Hal tersebut diungkapkan juru bicara Kremlin Dmitry Peskov. Ia mengatakan, Putin masih ingin menarik hubungan bilateral Rusia dan AS keluar dari krisis.
"Dia (Putin) masih memiliki keinginan itu, tapi pada saat yang sama tidak ada yang berencana untuk bersedih jika pendekatan kami tidak dibalas oleh Washington," kata Peskov pada Senin (20/8).
Namun menurutnya hingga kini AS tampaknya belum menunjukkan minat seperti Rusia. "Mari kita tunggu dan lihat apa yang akan terjadi," ujarnya.

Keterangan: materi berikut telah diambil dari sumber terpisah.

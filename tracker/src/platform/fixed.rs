use futures::{stream, StreamExt};
use models::utils::GeoPoint;
use time::OffsetDateTime;

use super::{DeviceFix, GeolocationError, GeolocationProvider, PositionStream, WatchOptions};

/// A device that stays in one place. The watch reports the position once and
/// then stays open without reporting anything else.
#[derive(Debug, Clone, Copy)]
pub struct FixedPosition {
	/// Where the device is
	pub point: GeoPoint,
	/// How sure the device is, in meters
	pub accuracy: f64,
}

impl FixedPosition {
	/// A position known to within a few meters.
	pub fn new(point: GeoPoint) -> Self {
		Self {
			point,
			accuracy: 5.0,
		}
	}
}

impl GeolocationProvider for FixedPosition {
	fn watch_position(&self, _: WatchOptions) -> Result<PositionStream, GeolocationError> {
		let fix = DeviceFix {
			point: self.point,
			accuracy: self.accuracy,
			captured_at: OffsetDateTime::now_utc(),
		};
		Ok(stream::once(async move { Ok(fix) })
			.chain(stream::pending())
			.boxed())
	}
}
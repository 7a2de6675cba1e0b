/// Where the API lives when nothing else is given
pub const DEFAULT_API_URL: &str = "http://localhost:3000";

/// The environment variable that overrides [`DEFAULT_API_URL`]
pub const API_URL_ENV: &str = "SLEIGH_API_URL";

AS telah mengumumkan sanksi ekonomi baru bagi Rusia. Sanksi yang akan diberlakukan pada 22 Agustus itu menargetkan semua perusahaan negara dan perusahaan yang didanai Rusia.
Kongres AS juga telah menerbitkan rancangan undang-undang (RUU) bipartisan yang mengatur tentang pembatasan investasi dalam utang luar negeri Rusia. RUU itu melarang bank-bank yang dikelola Pemerintah Rusia untuk beroperasi di AS.
Adapun alasan AS menjatuhkan sanksi ekonomi terbaru berkaitan dengan dugaan keterlibatan Rusia dalam aksi penyerangan agen ganda Sergei Skripal di Salisbury, Inggris, pada Maret lalu. Ia diserang dengan menggunakan agen saraf novichok.
Departemen Luar Negeri AS mengatakan, sanksi terbaru kemungkinan akan diikuti langkah-langkah yang lebih luas, seperti menangguhkan hubungan diplomatik dan mencabut hak mendarat Aeroflot, yakni maskapai penerbangan nasional Rusia.
Peskov telah menyatakan bahwa sanksi ekonomi terbaru yang dijatuhkan terhadap negaranya ilegal dan tak dapat diterima. Menurutnya sanksi itu akan membuat Putin menghentikan pendekatan konstruktif terhadap AS.